(Collected data)
[Start of Attachment]

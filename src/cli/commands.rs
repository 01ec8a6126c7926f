//! CLI commands and argument parsing

use clap::{Parser, Subcommand};
use std::path::PathBuf;

/// Aggregate continued MediaWiki query responses into complete entities
#[derive(Parser, Debug)]
#[command(name = "mw-aggregate")]
#[command(author, version, about, long_about = None)]
pub struct Cli {
    /// Configuration file (YAML or JSON)
    #[arg(short = 'C', long, global = true)]
    pub config: Option<PathBuf>,

    /// API endpoint, e.g. https://en.wikipedia.org/w/api.php
    #[arg(short, long, global = true)]
    pub api: Option<String>,

    /// Serve responses from a recorded file (JSON array or JSON lines)
    #[arg(long, global = true)]
    pub replay: Option<PathBuf>,

    /// Output format
    #[arg(short, long, global = true, default_value = "json")]
    pub format: OutputFormat,

    /// Verbose output
    #[arg(short, long, global = true)]
    pub verbose: bool,

    /// Fail after more than this many consecutive empty responses
    #[arg(long, global = true)]
    pub max_empty: Option<u32>,

    /// Command to run
    #[command(subcommand)]
    pub command: Commands,
}

/// CLI subcommands
#[derive(Subcommand, Debug)]
pub enum Commands {
    /// Fetch one complete page
    Page {
        /// Page title
        #[arg(long, required_unless_present = "pageid", conflicts_with = "pageid")]
        title: Option<String>,

        /// Page id
        #[arg(long)]
        pageid: Option<String>,

        /// Print the merged page after every productive response
        #[arg(long, requires = "title")]
        incremental: bool,

        /// Extra query parameters (key=value)
        #[arg(short = 'p', long = "param", value_parser = parse_param)]
        params: Vec<(String, String)>,
    },

    /// Fetch one revision
    Revision {
        /// Revision id
        #[arg(long)]
        revid: String,

        /// Stop as soon as the revision is located
        #[arg(long)]
        potential: bool,

        /// Extra query parameters (key=value)
        #[arg(short = 'p', long = "param", value_parser = parse_param)]
        params: Vec<(String, String)>,
    },

    /// Fetch every page produced by a generator
    Pages {
        /// Generator module, e.g. allpages
        #[arg(long)]
        generator: String,

        /// Extra query parameters (key=value)
        #[arg(short = 'p', long = "param", value_parser = parse_param)]
        params: Vec<(String, String)>,
    },

    /// Fetch every revision of the pages produced by a generator
    Revisions {
        /// Generator module, e.g. allpages
        #[arg(long)]
        generator: String,

        /// Extra query parameters (key=value)
        #[arg(short = 'p', long = "param", value_parser = parse_param)]
        params: Vec<(String, String)>,
    },

    /// Validate the configuration file
    Validate,
}

/// Output format
#[derive(Debug, Clone, Copy, PartialEq, Eq, clap::ValueEnum)]
pub enum OutputFormat {
    /// JSON output (one document per line)
    Json,
    /// Indented JSON
    Pretty,
}

/// Parse a `key=value` parameter
fn parse_param(text: &str) -> std::result::Result<(String, String), String> {
    text.split_once('=')
        .filter(|(key, _)| !key.is_empty())
        .map(|(key, value)| (key.to_string(), value.to_string()))
        .ok_or_else(|| format!("expected key=value, got '{text}'"))
}

#[cfg(test)]
mod tests {
    use super::*;

    #[test]
    fn test_parse_page_command() {
        let cli = Cli::parse_from([
            "mw-aggregate",
            "--api",
            "https://example.org/w/api.php",
            "page",
            "--title",
            "Main Page",
            "-p",
            "prop=links|categories",
            "-p",
            "pllimit=max",
        ]);
        match cli.command {
            Commands::Page { title, params, .. } => {
                assert_eq!(title.as_deref(), Some("Main Page"));
                assert_eq!(params[0], ("prop".to_string(), "links|categories".to_string()));
                assert_eq!(params.len(), 2);
            }
            other => panic!("unexpected command: {other:?}"),
        }
    }

    #[test]
    fn test_page_requires_title_or_id() {
        assert!(Cli::try_parse_from(["mw-aggregate", "page"]).is_err());
        assert!(
            Cli::try_parse_from(["mw-aggregate", "page", "--title", "A", "--pageid", "1"]).is_err()
        );
        assert!(Cli::try_parse_from(["mw-aggregate", "page", "--pageid", "1", "--incremental"])
            .is_err());
    }

    #[test]
    fn test_global_flags_after_subcommand() {
        let cli = Cli::parse_from([
            "mw-aggregate",
            "pages",
            "--generator",
            "allpages",
            "--max-empty",
            "5",
            "--format",
            "pretty",
        ]);
        assert_eq!(cli.max_empty, Some(5));
        assert_eq!(cli.format, OutputFormat::Pretty);
    }

    #[test]
    fn test_parse_param() {
        assert_eq!(
            parse_param("a=b=c").unwrap(),
            ("a".to_string(), "b=c".to_string())
        );
        assert!(parse_param("novalue").is_err());
        assert!(parse_param("=x").is_err());
    }
}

[End of Attachment]

• [WORK ITEM]:
Reproduce all of the entries word for word. Omit nothing.

• [ANSWER SECTION]:
filename src/cli/commands.rs
repository 01ec8a6126c7926f
//! CLI commands and argument parsing

use clap::{Parser, Subcommand};
use std::path::PathBuf;

/// Aggregate continued MediaWiki query responses into complete entities
#[derive(Parser, Debug)]
#[command(name = "mw-aggregate")]
#[command(author, version, about, long_about = None)]
pub struct Cli {
    /// Configuration file (YAML or JSON)
    #[arg(short = 'C', long, global = true)]
    pub config: Option<PathBuf>,

    /// API endpoint, e.g. https://en.wikipedia.org/w/api.php
    #[arg(short, long, global = true)]
    pub api: Option<String>,

    /// Serve responses from a recorded file (JSON array or JSON lines)
    #[arg(long, global = true)]
    pub replay: Option<PathBuf>,

    /// Output format
    #[arg(short, long, global = true, default_value = "json")]
    pub format: OutputFormat,

    /// Verbose output
    #[arg(short, long, global = true)]
    pub verbose: bool,

    /// Fail after more than this many consecutive empty responses
    #[arg(long, global = true)]
    pub max_empty: Option<u32>,

    /// Command to run
    #[command(subcommand)]
    pub command: Commands,
}

/// CLI subcommands
#[derive(Subcommand, Debug)]
pub enum Commands {
    /// Fetch one complete page
    Page {
        /// Page title
        #[arg(long, required_unless_present = "pageid", conflicts_with = "pageid")]
        title: Option<String>,

        /// Page id
        #[arg(long)]
        pageid: Option<String>,

        /// Print the merged page after every productive response
        #[arg(long, requires = "title")]
        incremental: bool,

        /// Extra query parameters (key=value)
        #[arg(short = 'p', long = "param", value_parser = parse_param)]
        params: Vec<(String, String)>,
    },

    /// Fetch one revision
    Revision {
        /// Revision id
        #[arg(long)]
        revid: String,

        /// Stop as soon as the revision is located
        #[arg(long)]
        potential: bool,

        /// Extra query parameters (key=value)
        #[arg(short = 'p', long = "param", value_parser = parse_param)]
        params: Vec<(String, String)>,
    },

    /// Fetch every page produced by a generator
    Pages {
        /// Generator module, e.g. allpages
        #[arg(long)]
        generator: String,

        /// Extra query parameters (key=value)
        #[arg(short = 'p', long = "param", value_parser = parse_param)]
        params: Vec<(String, String)>,
    },

    /// Fetch every revision of the pages produced by a generator
    Revisions {
        /// Generator module, e.g. allpages
        #[arg(long)]
        generator: String,

        /// Extra query parameters (key=value)
        #[arg(short = 'p', long = "param", value_parser = parse_param)]
        params: Vec<(String, String)>,
    },

    /// Validate the configuration file
    Validate,
}

/// Output format
#[derive(Debug, Clone, Copy, PartialEq, Eq, clap::ValueEnum)]
pub enum OutputFormat {
    /// JSON output (one document per line)
    Json,
    /// Indented JSON
    Pretty,
}

/// Parse a `key=value` parameter
fn parse_param(text: &str) -> std::result::Result<(String, String), String> {
    text.split_once('=')
        .filter(|(key, _)| !key.is_empty())
        .map(|(key, value)| (key.to_string(), value.to_string()))
        .ok_or_else(|| format!("expected key=value, got '{text}'"))
}

#[cfg(test)]
mod tests {
    use super::*;

    #[test]
    fn test_parse_page_command() {
        let cli = Cli::parse_from([
            "mw-aggregate",
            "--api",
            "https://example.org/w/api.php",
            "page",
            "--title",
            "Main Page",
            "-p",
            "prop=links|categories",
            "-p",
            "pllimit=max",
        ]);
        match cli.command {
            Commands::Page { title, params, .. } => {
                assert_eq!(title.as_deref(), Some("Main Page"));
                assert_eq!(params[0], ("prop".to_string(), "links|categories".to_string()));
                assert_eq!(params.len(), 2);
            }
            other => panic!("unexpected command: {other:?}"),
        }
    }

    #[test]
    fn test_page_requires_title_or_id() {
        assert!(Cli::try_parse_from(["mw-aggregate", "page"]).is_err());
        assert!(
            Cli::try_parse_from(["mw-aggregate", "page", "--title", "A", "--pageid", "1"]).is_err()
        );
        assert!(Cli::try_parse_from(["mw-aggregate", "page", "--pageid", "1", "--incremental"])
            .is_err());
    }

    #[test]
    fn test_global_flags_after_subcommand() {
        let cli = Cli::parse_from([
            "mw-aggregate",
            "pages",
            "--generator",
            "allpages",
            "--max-empty",
            "5",
            "--format",
            "pretty",
        ]);
        assert_eq!(cli.max_empty, Some(5));
        assert_eq!(cli.format, OutputFormat::Pretty);
    }

    #[test]
    fn test_parse_param() {
        assert_eq!(
            parse_param("a=b=c").unwrap(),
            ("a".to_string(), "b=c".to_string())
        );
        assert!(parse_param("novalue").is_err());
        assert!(parse_param("=x").is_err());
    }
}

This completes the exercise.